Three stainless steel grades with different vanadium content were produced in open induction furnace. The base chemical composition of investigated stainless steel has contained 18.48–18.75% Cr, 5.17–5.62% Mn, 2.47–2.58% Mo, and 6.39–6.64% Ni. The vanadium contents of the three stainless steel grades were 0.009%, 0.112%, and 0.189%. The proposed stainless steels were casted at temperatures 1753 K and 1833 K. The nitrogen contents were determined for the produced steel grades at every cast temperature. The determined nitrogen contents were compared with those calculated from the developed equation of Grigorenko and Pomarin. The influence of cast temperature and vanadium content on nitrogen solubility was investigated. Interpretation between experimental and calculated nitrogen content was carried out. Increasing vanadium content and decreasing cast temperature were found to have positive significant effect on the nitrogen solubility. There were great deviations between experimental results and those calculated by Grigorenko and Pomarin equation.

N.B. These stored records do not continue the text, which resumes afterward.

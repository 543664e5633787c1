use axum::{
    http::StatusCode,
    response::{IntoResponse, Response},
    Json,
};
use serde_json::json;
use thiserror::Error;

use crate::editor::{ImageError, ValidationError};
use crate::export::ExportError;
use crate::storage::StorageError;

/// Application-level error type.
/// Implements `IntoResponse` so Axum handlers can return `Result<T, AppError>`.
#[derive(Debug, Error)]
pub enum AppError {
    #[error("Not found: {0}")]
    NotFound(String),

    #[error("Validation error: {0}")]
    Validation(String),

    #[error("Invalid image: {0}")]
    InvalidImage(String),

    #[error("Surface not found: {0}")]
    SurfaceNotFound(String),

    #[error("Rasterization failed: {0}")]
    Rasterization(String),

    #[error("Conflict: {0}")]
    Conflict(String),

    #[error("Storage error: {0}")]
    Storage(String),

    #[error("Internal server error: {0}")]
    Internal(#[from] anyhow::Error),
}

impl From<ValidationError> for AppError {
    fn from(e: ValidationError) -> Self {
        AppError::Validation(e.to_string())
    }
}

impl From<ImageError> for AppError {
    fn from(e: ImageError) -> Self {
        AppError::InvalidImage(e.to_string())
    }
}

impl From<ExportError> for AppError {
    fn from(e: ExportError) -> Self {
        match e {
            ExportError::SurfaceNotFound => AppError::SurfaceNotFound(e.to_string()),
            ExportError::Rasterize(_) | ExportError::Pdf(_) => AppError::Rasterization(e.to_string()),
            ExportError::Worker(msg) => AppError::Internal(anyhow::anyhow!(msg)),
        }
    }
}

impl From<StorageError> for AppError {
    fn from(e: StorageError) -> Self {
        match e {
            StorageError::Conflict { .. } => AppError::Conflict(e.to_string()),
            _ => AppError::Storage(e.to_string()),
        }
    }
}

impl IntoResponse for AppError {
    fn into_response(self) -> Response {
        let (status, code, message) = match &self {
            AppError::NotFound(msg) => (StatusCode::NOT_FOUND, "NOT_FOUND", msg.clone()),
            AppError::Validation(msg) => (StatusCode::BAD_REQUEST, "VALIDATION_ERROR", msg.clone()),
            AppError::InvalidImage(msg) => (StatusCode::BAD_REQUEST, "INVALID_IMAGE", msg.clone()),
            AppError::SurfaceNotFound(msg) => {
                (StatusCode::NOT_FOUND, "SURFACE_NOT_FOUND", msg.clone())
            }
            AppError::Rasterization(msg) => {
                tracing::error!("Export error: {msg}");
                (
                    StatusCode::INTERNAL_SERVER_ERROR,
                    "RASTERIZATION_FAILED",
                    msg.clone(),
                )
            }
            AppError::Conflict(msg) => (StatusCode::CONFLICT, "CONFLICT", msg.clone()),
            AppError::Storage(msg) => {
                tracing::error!("Storage error: {msg}");
                (
                    StatusCode::INTERNAL_SERVER_ERROR,
                    "STORAGE_ERROR",
                    "A storage error occurred".to_string(),
                )
            }
            AppError::Internal(e) => {
                tracing::error!("Internal error: {e:?}");
                (
                    StatusCode::INTERNAL_SERVER_ERROR,
                    "INTERNAL_ERROR",
                    "An internal server error occurred".to_string(),
                )
            }
        };

        let body = Json(json!({
            "error": {
                "code": code,
                "message": message
            }
        }));

        (status, body).into_response()
    }
}

#[cfg(test)]
mod tests {
    use super::*;

    #[test]
    fn test_status_codes() {
        let cases = [
            (AppError::NotFound("x".into()), StatusCode::NOT_FOUND),
            (AppError::Validation("x".into()), StatusCode::BAD_REQUEST),
            (AppError::InvalidImage("x".into()), StatusCode::BAD_REQUEST),
            (AppError::SurfaceNotFound("x".into()), StatusCode::NOT_FOUND),
            (AppError::Rasterization("x".into()), StatusCode::INTERNAL_SERVER_ERROR),
            (AppError::Conflict("x".into()), StatusCode::CONFLICT),
            (AppError::Storage("x".into()), StatusCode::INTERNAL_SERVER_ERROR),
        ];
        for (err, status) in cases {
            assert_eq!(err.into_response().status(), status);
        }
    }

    #[test]
    fn test_surface_not_found_names_the_cause() {
        let err = AppError::SurfaceNotFound("no rendered surface for this handle".into());
        assert_eq!(
            err.to_string(),
            "Surface not found: no rendered surface for this handle"
        );
    }

    #[test]
    fn test_storage_conflict_maps_to_conflict() {
        let err: AppError = StorageError::Conflict {
            id: uuid::Uuid::nil(),
        }
        .into();
        assert!(matches!(err, AppError::Conflict(_)));
    }
}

1. Introduction and Theoretical Aspects

During the last decades, the importance of nitrogen as an alloying element, especially in austenitic stainless steel, has been a focus of attention of many researchers. As nitrogen is known to be an austenitic stabilizer, in addition to, nickel is partially and totally replaced by nitrogen in austenitic stainless steels [1].

A number of factors that influence the nitrogen solubility in iron alloys are alloy composition, crystal structure, temperature, and the pressure of gaseous nitrogen in the atmosphere above the alloy. An addition of chromium, manganese, and molybdenum to liquid steel increases the nitrogen solubility, while the addition of nickel, carbon, silicon, and copper decreases it [27].

At atmospheric pressure the solubility of nitrogen is a function of alloy composition and temperature. Figure 1 is a schematic diagram that illustrates the change of nitrogen solubility with temperature of steel. Where the solubility of nitrogen in ferrite phase is less than in austenite, the temperature of formation of ferrite phase depends on the type of alloying elements and their contents in steel. Therefore, the solubility of nitrogen depends not only on the temperature of molten steel but also on the chemical composition of steel. During cooling, nitrogen solubility increases with decreasing temperature but abruptly decreases just below the solidus due to the formation of bcc ferrite [811] as illustrated in Figure 1.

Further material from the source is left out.